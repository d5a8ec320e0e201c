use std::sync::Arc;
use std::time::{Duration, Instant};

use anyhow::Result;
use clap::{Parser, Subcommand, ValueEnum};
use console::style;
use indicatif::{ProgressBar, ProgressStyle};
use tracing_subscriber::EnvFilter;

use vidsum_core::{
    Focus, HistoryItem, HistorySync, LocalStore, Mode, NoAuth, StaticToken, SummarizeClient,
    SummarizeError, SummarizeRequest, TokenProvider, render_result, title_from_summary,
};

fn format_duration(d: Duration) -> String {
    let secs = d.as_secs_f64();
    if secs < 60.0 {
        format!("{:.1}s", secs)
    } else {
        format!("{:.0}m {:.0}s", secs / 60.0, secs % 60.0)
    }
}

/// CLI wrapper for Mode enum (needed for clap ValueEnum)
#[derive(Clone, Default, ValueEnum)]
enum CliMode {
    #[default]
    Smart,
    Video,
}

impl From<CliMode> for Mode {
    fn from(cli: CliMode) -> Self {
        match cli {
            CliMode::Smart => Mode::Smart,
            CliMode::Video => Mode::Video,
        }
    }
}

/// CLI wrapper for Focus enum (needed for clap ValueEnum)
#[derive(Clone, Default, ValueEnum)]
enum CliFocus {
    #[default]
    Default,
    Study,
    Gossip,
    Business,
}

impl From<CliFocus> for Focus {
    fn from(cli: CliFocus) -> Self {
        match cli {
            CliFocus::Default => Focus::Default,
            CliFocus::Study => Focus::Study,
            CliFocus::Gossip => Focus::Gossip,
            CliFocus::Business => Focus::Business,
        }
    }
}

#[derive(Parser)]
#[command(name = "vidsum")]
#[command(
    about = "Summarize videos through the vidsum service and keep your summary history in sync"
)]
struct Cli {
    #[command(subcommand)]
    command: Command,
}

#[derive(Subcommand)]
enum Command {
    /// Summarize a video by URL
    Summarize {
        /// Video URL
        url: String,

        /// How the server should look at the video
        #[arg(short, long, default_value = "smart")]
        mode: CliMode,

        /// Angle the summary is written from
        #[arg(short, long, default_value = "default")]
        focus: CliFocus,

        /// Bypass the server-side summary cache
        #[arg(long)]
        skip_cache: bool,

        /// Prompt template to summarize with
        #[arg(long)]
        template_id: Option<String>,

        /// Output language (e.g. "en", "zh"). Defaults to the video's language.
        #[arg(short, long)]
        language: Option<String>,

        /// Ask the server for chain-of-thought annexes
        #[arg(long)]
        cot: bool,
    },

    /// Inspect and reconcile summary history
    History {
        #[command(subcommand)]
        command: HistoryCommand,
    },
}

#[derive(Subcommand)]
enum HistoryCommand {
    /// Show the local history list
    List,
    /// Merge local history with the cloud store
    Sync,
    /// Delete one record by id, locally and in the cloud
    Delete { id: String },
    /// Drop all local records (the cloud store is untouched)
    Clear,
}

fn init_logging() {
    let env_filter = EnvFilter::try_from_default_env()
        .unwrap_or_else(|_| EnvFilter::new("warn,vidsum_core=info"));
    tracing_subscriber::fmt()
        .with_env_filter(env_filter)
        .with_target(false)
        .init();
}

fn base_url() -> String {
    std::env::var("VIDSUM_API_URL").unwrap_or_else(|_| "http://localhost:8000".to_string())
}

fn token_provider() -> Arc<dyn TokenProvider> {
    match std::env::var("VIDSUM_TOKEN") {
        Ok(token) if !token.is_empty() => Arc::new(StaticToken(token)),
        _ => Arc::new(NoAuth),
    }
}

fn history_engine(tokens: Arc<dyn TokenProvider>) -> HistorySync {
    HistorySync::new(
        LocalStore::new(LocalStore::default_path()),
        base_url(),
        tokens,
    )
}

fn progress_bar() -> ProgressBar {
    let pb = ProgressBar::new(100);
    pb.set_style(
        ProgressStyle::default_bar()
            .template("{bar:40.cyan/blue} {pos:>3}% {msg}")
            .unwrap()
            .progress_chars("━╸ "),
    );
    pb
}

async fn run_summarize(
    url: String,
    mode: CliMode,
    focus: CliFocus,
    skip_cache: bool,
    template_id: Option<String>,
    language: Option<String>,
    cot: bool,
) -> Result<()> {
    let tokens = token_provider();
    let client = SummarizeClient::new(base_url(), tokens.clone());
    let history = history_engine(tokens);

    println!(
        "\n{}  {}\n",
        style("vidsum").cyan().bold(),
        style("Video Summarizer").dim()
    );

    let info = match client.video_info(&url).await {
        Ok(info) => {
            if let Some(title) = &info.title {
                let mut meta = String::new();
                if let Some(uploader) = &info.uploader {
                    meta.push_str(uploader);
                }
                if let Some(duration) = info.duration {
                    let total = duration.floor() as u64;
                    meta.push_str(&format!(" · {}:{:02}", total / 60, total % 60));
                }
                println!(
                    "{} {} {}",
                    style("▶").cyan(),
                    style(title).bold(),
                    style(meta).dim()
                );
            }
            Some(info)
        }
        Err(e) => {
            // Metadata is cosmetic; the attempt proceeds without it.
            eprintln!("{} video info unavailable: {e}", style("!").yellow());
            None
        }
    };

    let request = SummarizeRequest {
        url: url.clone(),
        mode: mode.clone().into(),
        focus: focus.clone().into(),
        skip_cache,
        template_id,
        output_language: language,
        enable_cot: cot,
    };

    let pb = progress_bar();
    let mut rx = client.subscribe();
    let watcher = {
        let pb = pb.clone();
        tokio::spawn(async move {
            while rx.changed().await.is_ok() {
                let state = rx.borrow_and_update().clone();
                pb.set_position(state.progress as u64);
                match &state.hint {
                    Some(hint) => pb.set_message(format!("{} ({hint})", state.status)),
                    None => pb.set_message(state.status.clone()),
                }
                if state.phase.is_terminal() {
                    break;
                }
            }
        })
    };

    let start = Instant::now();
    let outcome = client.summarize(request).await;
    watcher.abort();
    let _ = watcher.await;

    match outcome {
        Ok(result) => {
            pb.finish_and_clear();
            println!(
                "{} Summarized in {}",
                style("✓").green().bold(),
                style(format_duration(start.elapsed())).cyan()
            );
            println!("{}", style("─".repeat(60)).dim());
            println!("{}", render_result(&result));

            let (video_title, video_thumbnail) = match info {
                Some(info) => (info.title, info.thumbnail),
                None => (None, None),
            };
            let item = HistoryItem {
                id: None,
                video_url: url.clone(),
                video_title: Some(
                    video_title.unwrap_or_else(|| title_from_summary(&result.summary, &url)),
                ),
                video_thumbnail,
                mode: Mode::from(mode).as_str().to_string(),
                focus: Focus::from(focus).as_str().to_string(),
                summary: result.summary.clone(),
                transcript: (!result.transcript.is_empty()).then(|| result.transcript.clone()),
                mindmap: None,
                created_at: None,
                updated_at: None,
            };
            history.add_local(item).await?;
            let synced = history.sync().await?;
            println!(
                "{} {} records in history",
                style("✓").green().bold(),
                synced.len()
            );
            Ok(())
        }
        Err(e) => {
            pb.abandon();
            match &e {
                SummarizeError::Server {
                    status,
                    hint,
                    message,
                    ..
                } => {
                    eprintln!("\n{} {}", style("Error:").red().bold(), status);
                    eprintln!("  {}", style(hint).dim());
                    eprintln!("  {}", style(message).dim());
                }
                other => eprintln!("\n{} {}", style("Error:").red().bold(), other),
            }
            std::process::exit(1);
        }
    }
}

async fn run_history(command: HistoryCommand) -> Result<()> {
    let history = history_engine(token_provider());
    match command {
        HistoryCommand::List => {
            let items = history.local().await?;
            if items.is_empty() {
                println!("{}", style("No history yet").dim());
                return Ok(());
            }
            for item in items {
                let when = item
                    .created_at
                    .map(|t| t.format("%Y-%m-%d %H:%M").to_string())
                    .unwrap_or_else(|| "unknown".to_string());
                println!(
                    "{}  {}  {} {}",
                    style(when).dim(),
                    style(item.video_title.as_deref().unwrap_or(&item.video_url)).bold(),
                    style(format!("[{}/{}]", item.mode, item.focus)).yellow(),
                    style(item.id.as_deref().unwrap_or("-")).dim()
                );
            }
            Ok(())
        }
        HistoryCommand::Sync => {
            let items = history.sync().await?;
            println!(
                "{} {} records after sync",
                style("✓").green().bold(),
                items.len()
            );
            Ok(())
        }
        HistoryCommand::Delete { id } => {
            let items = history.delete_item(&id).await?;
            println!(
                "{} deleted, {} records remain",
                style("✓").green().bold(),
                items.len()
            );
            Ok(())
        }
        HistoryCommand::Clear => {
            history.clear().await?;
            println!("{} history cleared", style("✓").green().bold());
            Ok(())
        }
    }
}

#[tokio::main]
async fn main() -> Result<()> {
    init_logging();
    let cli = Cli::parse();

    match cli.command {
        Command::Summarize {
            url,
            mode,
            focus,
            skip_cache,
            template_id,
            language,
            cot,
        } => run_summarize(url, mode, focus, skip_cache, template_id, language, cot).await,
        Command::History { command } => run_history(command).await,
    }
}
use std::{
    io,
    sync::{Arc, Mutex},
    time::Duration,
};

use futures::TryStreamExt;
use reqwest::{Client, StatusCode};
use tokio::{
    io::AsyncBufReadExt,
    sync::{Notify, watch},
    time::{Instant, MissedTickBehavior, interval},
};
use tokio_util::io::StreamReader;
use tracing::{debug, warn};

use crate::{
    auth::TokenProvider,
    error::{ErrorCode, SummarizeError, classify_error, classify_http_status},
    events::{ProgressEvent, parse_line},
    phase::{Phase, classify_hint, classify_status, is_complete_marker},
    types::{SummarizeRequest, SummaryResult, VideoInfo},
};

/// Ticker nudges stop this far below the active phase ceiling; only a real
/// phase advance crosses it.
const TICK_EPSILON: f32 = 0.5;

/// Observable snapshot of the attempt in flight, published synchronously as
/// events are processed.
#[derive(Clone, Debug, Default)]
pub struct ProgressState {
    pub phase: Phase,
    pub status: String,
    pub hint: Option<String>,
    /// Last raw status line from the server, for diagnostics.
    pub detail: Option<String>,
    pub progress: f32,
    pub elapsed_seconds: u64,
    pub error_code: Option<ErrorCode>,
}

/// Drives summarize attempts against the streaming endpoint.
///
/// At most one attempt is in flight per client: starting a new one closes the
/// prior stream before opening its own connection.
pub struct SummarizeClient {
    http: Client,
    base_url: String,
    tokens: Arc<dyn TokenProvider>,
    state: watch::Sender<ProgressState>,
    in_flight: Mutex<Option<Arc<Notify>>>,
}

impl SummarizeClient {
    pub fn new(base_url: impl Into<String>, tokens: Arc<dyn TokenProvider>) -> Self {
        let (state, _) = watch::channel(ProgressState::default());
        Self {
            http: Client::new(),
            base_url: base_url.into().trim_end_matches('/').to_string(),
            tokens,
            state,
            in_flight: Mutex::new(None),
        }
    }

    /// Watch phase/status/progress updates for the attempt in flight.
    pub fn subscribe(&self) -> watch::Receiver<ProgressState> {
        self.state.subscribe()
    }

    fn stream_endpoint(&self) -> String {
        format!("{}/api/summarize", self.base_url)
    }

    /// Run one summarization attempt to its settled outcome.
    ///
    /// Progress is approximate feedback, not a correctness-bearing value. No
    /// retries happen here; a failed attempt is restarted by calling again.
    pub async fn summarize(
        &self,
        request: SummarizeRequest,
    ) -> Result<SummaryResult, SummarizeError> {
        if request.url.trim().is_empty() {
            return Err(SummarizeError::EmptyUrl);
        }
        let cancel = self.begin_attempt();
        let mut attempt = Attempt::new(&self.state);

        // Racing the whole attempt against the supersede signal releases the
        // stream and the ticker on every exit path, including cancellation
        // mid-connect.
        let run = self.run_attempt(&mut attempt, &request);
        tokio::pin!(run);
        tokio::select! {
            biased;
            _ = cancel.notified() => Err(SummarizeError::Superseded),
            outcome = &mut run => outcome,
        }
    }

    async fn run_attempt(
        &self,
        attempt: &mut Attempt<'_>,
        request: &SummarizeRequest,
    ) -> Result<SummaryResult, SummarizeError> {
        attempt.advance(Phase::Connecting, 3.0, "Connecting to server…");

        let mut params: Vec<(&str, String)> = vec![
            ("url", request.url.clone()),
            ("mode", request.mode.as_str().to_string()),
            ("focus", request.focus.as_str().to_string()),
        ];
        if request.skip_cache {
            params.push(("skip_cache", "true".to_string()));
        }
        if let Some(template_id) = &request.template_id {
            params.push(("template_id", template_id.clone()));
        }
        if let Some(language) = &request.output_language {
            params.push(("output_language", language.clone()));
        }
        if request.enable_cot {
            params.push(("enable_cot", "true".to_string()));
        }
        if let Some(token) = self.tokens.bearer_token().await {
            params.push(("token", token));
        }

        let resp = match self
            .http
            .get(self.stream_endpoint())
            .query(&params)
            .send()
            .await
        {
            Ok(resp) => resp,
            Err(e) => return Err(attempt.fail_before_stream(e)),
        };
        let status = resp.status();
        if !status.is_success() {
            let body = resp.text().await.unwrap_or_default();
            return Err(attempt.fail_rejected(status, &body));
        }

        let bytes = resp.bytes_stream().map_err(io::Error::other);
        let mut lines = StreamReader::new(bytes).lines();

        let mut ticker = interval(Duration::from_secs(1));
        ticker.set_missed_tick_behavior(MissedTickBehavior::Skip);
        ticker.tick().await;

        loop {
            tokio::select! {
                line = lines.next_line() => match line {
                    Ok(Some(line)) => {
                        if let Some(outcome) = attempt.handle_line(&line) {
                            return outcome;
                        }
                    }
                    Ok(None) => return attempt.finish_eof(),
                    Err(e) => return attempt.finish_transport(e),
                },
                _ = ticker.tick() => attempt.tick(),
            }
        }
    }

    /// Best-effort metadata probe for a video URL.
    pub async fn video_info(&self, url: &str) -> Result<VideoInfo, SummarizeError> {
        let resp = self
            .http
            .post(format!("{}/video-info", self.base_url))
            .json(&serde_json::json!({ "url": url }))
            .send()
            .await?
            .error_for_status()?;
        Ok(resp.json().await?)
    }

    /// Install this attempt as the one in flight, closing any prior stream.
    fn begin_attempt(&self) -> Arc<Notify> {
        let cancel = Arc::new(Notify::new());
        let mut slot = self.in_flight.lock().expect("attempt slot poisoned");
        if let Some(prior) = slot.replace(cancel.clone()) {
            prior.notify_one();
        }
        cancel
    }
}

#### Task to carry out:
Scan the records above for lines with the word "advance". Then report how many there are, as a bare number.

#### Output for this task:
2